Users have withdrawn billions from the DeFi protocols since April as the crypto markets suffered heavy drawdowns due to rising interest rates and investors fleeing risky assets. The collapse of Terra Classic and UST didn’t help either. Now the Federal Reserve’s policy of quantitative tightening has spurred even more investors to withdraw capital from DeFi’s top protocols.
Even blue chip MakerDAO is being whipsawed. It has shed $3B in the past two months despite reclaiming its position as the largest DeFi protocol. More than $2B was removed from MakerDAO in a single day on April 1. The fallout from the Terra fiasco further impacted Maker during May, with investors pulling $540M from the protocol on May 8 and 9.
Convex Finance, a yield protocol for Curve liquidity providers, posted declining TVL in 2022 that was exacerbated by significant outflows during 2022.
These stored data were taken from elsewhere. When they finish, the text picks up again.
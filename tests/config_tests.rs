//! Tests for daemon configuration.
//!
//! Covers defaults, JSON files, flag/environment overrides, and validation.

use std::io::Write;
use std::time::Duration;

use magikcell::constants::{DEFAULT_STOP_WAIT, HANDSHAKE_TIMEOUT};
use magikcell::config::Overrides;
use magikcell::{Config, Error};

// =============================================================================
// Defaults
// =============================================================================

#[test]
fn test_defaults_are_valid() {
    let config = Config::default();
    config.validate().unwrap();
    assert_eq!(config.default_stop_wait(), DEFAULT_STOP_WAIT);
    assert_eq!(config.handshake_timeout(), HANDSHAKE_TIMEOUT);
    assert!(!config.debug);
}

// =============================================================================
// File Loading
// =============================================================================

#[test]
fn test_from_file_overrides_subset() {
    let mut file = tempfile::NamedTempFile::new().unwrap();
    write!(
        file,
        r#"{{ "attach_addr": "0.0.0.0:4000", "default_stop_wait_secs": 3 }}"#
    )
    .unwrap();

    let config = Config::from_file(file.path()).unwrap();
    assert_eq!(config.attach_addr, "0.0.0.0:4000");
    assert_eq!(config.default_stop_wait(), Duration::from_secs(3));
    assert_eq!(config.log_level, "info", "unset fields keep defaults");
}

#[test]
fn test_from_file_missing() {
    let dir = tempfile::tempdir().unwrap();
    let err = Config::from_file(dir.path().join("absent.json")).unwrap_err();
    assert!(matches!(err, Error::Config(_)));
}

#[test]
fn test_from_file_malformed() {
    let mut file = tempfile::NamedTempFile::new().unwrap();
    write!(file, "{{ not json").unwrap();
    assert!(matches!(
        Config::from_file(file.path()),
        Err(Error::Serialization(_))
    ));
}

// =============================================================================
// Overrides
// =============================================================================

#[test]
fn test_overrides_layer_over_file() {
    let mut file = tempfile::NamedTempFile::new().unwrap();
    write!(file, r#"{{ "max_pending_handles": 9, "debug": false }}"#).unwrap();

    let overrides = Overrides {
        debug: true,
        handshake_timeout_ms: Some(75),
        max_pending_handles: Some(5),
        ..Overrides::default()
    };
    let config = Config::from_file(file.path()).unwrap().apply(&overrides);
    assert!(config.debug);
    assert_eq!(config.handshake_timeout(), Duration::from_millis(75));
    assert_eq!(config.max_pending_handles, 5);
}

#[test]
fn test_empty_overrides_keep_config() {
    let config = Config {
        log_level: "warn".into(),
        ..Config::default()
    };
    assert_eq!(config.clone().apply(&Overrides::default()), config);
}

// =============================================================================
// Validation
// =============================================================================

#[test]
fn test_validate_rejects_out_of_range() {
    let cases = [
        Config {
            attach_addr: "not-an-address".into(),
            ..Config::default()
        },
        Config {
            log_level: "loud".into(),
            ..Config::default()
        },
        Config {
            max_pending_handles: 0,
            ..Config::default()
        },
        Config {
            default_stop_wait_secs: 0,
            ..Config::default()
        },
        Config {
            handshake_timeout_ms: 0,
            ..Config::default()
        },
    ];
    for config in cases {
        assert!(
            matches!(config.validate(), Err(Error::Config(_))),
            "{config:?} should be rejected"
        );
    }
}
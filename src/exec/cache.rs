//! Registry of committed containers.
//!
//! Readers get whole `Arc<Container>` values and never observe a partially
//! updated entry. Every `put` wakes the state waiters of that id.

use std::collections::HashMap;
use std::sync::{Arc, PoisonError, RwLock};

use tokio::sync::watch;
use tracing::debug;

use super::base::ContainerBase;
use super::container::Container;
use super::state::State;

/// Container id → latest committed entry.
#[derive(Debug, Default)]
pub struct ContainerCache {
    entries: RwLock<HashMap<String, Arc<Container>>>,
}

impl ContainerCache {
    #[must_use]
    pub fn new() -> Self {
        Self::default()
    }

    /// Non-blocking lookup.
    #[must_use]
    pub fn container(&self, id: &str) -> Option<Arc<Container>> {
        self.entries
            .read()
            .unwrap_or_else(PoisonError::into_inner)
            .get(id)
            .cloned()
    }

    /// All entries, optionally only those in `filter` state.
    #[must_use]
    pub fn containers(&self, filter: Option<State>) -> Vec<Arc<Container>> {
        let entries = self.entries.read().unwrap_or_else(PoisonError::into_inner);
        let mut out: Vec<_> = entries
            .values()
            .filter(|c| filter.map_or(true, |s| c.current_state() == s))
            .cloned()
            .collect();
        out.sort_by(|a, b| a.id().cmp(b.id()));
        out
    }

    /// Replaces the entry for `base`'s id and publishes its state.
    pub fn put(&self, base: ContainerBase) -> Arc<Container> {
        let mut entries = self.entries.write().unwrap_or_else(PoisonError::into_inner);
        Self::insert(&mut entries, base)
    }

    /// Like [`put`](Self::put), but only if `base`'s id is still registered.
    pub fn replace_if_present(&self, base: ContainerBase) -> Option<Arc<Container>> {
        let mut entries = self.entries.write().unwrap_or_else(PoisonError::into_inner);
        if !entries.contains_key(base.id()) {
            debug!(id = %base.id(), "entry removed, not replacing");
            return None;
        }
        Some(Self::insert(&mut entries, base))
    }

    /// Drops the entry for `id`, failing its waiters.
    pub fn remove(&self, id: &str) -> Option<Arc<Container>> {
        let mut entries = self.entries.write().unwrap_or_else(PoisonError::into_inner);
        let removed = entries.remove(id);
        if let Some(container) = &removed {
            container.events().send_replace(None);
        }
        removed
    }

    // Publishing happens under the write lock so the watched state always
    // matches the entry that is visible.
    fn insert(
        entries: &mut HashMap<String, Arc<Container>>,
        base: ContainerBase,
    ) -> Arc<Container> {
        let id = base.id().to_string();
        let state = base.state();
        let events = entries
            .get(&id)
            .map(|c| c.events().clone())
            .unwrap_or_else(|| Arc::new(watch::channel(Some(state)).0));
        let container = Arc::new(Container::new(base, events.clone()));
        entries.insert(id.clone(), container.clone());
        events.send_replace(Some(state));

        debug!(id = %id, state = %state, "registry entry replaced");
        container
    }

    #[must_use]
    pub fn len(&self) -> usize {
        self.entries
            .read()
            .unwrap_or_else(PoisonError::into_inner)
            .len()
    }

    #[must_use]
    pub fn is_empty(&self) -> bool {
        self.len() == 0
    }
}
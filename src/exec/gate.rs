//! Compare-and-claim on change versions.
//!
//! The backend's conditional reconfigure only protects commits that write
//! configuration. Power-only commits never write, so two handles staged from
//! the same snapshot could both power the VM without ever seeing each other.
//! The gate closes that hole: before a commit touches the backend it claims
//! `(container id, base version)`, and a second commit from the same base
//! version is rejected.
//!
//! ```text
//!   claim(id, V1, serial) ──► in flight ──complete()──► completed(barrier)
//!                                │
//!                             dropped
//!                                ▼
//!                             released
//! ```
//!
//! A completed claim keeps rejecting handles staged *before* it completed
//! (their serial is below the barrier). Handles staged afterwards may claim
//! the same version again, which happens when a commit changed nothing.

use std::collections::HashMap;
use std::sync::atomic::{AtomicU64, Ordering};
use std::sync::{Mutex, PoisonError};

use tracing::debug;

#[derive(Debug, Clone, Copy, PartialEq, Eq)]
enum ClaimState {
    InFlight,
    Completed { barrier: u64 },
}

#[derive(Debug, Clone)]
struct Claim {
    version: String,
    token: u64,
    state: ClaimState,
}

/// Per-container claims on base versions.
#[derive(Debug, Default)]
pub struct CommitGate {
    claims: Mutex<HashMap<String, Claim>>,
    serial: AtomicU64,
}

impl CommitGate {
    #[must_use]
    pub fn new() -> Self {
        Self::default()
    }

    /// Next staging serial; handles record it when they are built.
    pub fn next_serial(&self) -> u64 {
        self.serial.fetch_add(1, Ordering::SeqCst) + 1
    }

    /// Claims `version` of container `id` for a handle staged at `serial`.
    ///
    /// Returns the conflict detail if another commit holds or consumed it.
    pub fn claim(&self, id: &str, version: &str, serial: u64) -> Result<ClaimGuard<'_>, String> {
        let mut claims = self.claims.lock().unwrap_or_else(PoisonError::into_inner);

        if let Some(existing) = claims.get(id) {
            if existing.version == version {
                match existing.state {
                    ClaimState::InFlight => {
                        return Err(format!("commit from version {version} already in progress"));
                    }
                    ClaimState::Completed { barrier } if serial < barrier => {
                        return Err(format!("version {version} was already committed"));
                    }
                    ClaimState::Completed { .. } => {}
                }
            }
        }

        let token = self.next_serial();
        claims.insert(
            id.to_string(),
            Claim {
                version: version.to_string(),
                token,
                state: ClaimState::InFlight,
            },
        );
        debug!(id = %id, version = %version, "claimed base version");

        Ok(ClaimGuard {
            gate: self,
            id: id.to_string(),
            token,
            completed: false,
        })
    }

    /// Drops whatever claim exists for `id`.
    pub fn release(&self, id: &str) {
        self.claims
            .lock()
            .unwrap_or_else(PoisonError::into_inner)
            .remove(id);
    }

    fn finish(&self, id: &str, token: u64, completed: bool) {
        let barrier = self.next_serial();
        let mut claims = self.claims.lock().unwrap_or_else(PoisonError::into_inner);
        let Some(claim) = claims.get_mut(id) else {
            return;
        };
        if claim.token != token {
            return;
        }
        if completed {
            claim.state = ClaimState::Completed { barrier };
        } else {
            claims.remove(id);
        }
    }
}

/// Held while a commit runs; releases the claim if dropped before
/// [`ClaimGuard::complete`].
#[derive(Debug)]
pub struct ClaimGuard<'a> {
    gate: &'a CommitGate,
    id: String,
    token: u64,
    completed: bool,
}

impl ClaimGuard<'_> {
    /// Marks the commit as applied.
    pub fn complete(mut self) {
        self.completed = true;
        self.gate.finish(&self.id, self.token, true);
    }
}

impl Drop for ClaimGuard<'_> {
    fn drop(&mut self) {
        if !self.completed {
            self.gate.finish(&self.id, self.token, false);
        }
    }
}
The protocol lost more than half a billion or more on nine days this year, including five days when between $1B and $2B were withdrawn from the protocol. By contrast, its largest daily inflow was $396M on January 2.
Other top protocols that have posted significant outflows during 2022 include Compound, QuickSwap, Alpaca Finance, and Aave v2.
While Aave v2 has posted some sizable drawdowns in recent months, with the recent cessation of its yield farming incentives likely a contributing factor, its v3 iteration has climbed through the TVL ranks and is now the 13th-largest protocol.
Aave v3 has only posted a dozen daily outflows since launching in mid-March. Nearly two-thirds of its $1.5B TVL was deposited on April 21, and the protocol is currently enjoying a streak of 12 consecutive daily inflows totaling more than $500M across six chains.
Solana’s top protocol, Solendhas also received significant inflows despite its TVL dropping 21% over the past month.
Solend has produced six days where deposits exceeded $100M since February, plus two days of inflows greater than $60M. By contrast, the protocol has produced just four days of outflows greater than $20M since February, with the largest being a $27M withdrawal on May 25.
The Ethereum-based liquidity management protocol, Arrakis Finance, is among the few protocols to post significant growth in spite of the bearish market conditions, with its TVL growing 108% over the past 30 days. More than $580M has been deposited onto Arrakis since May 20.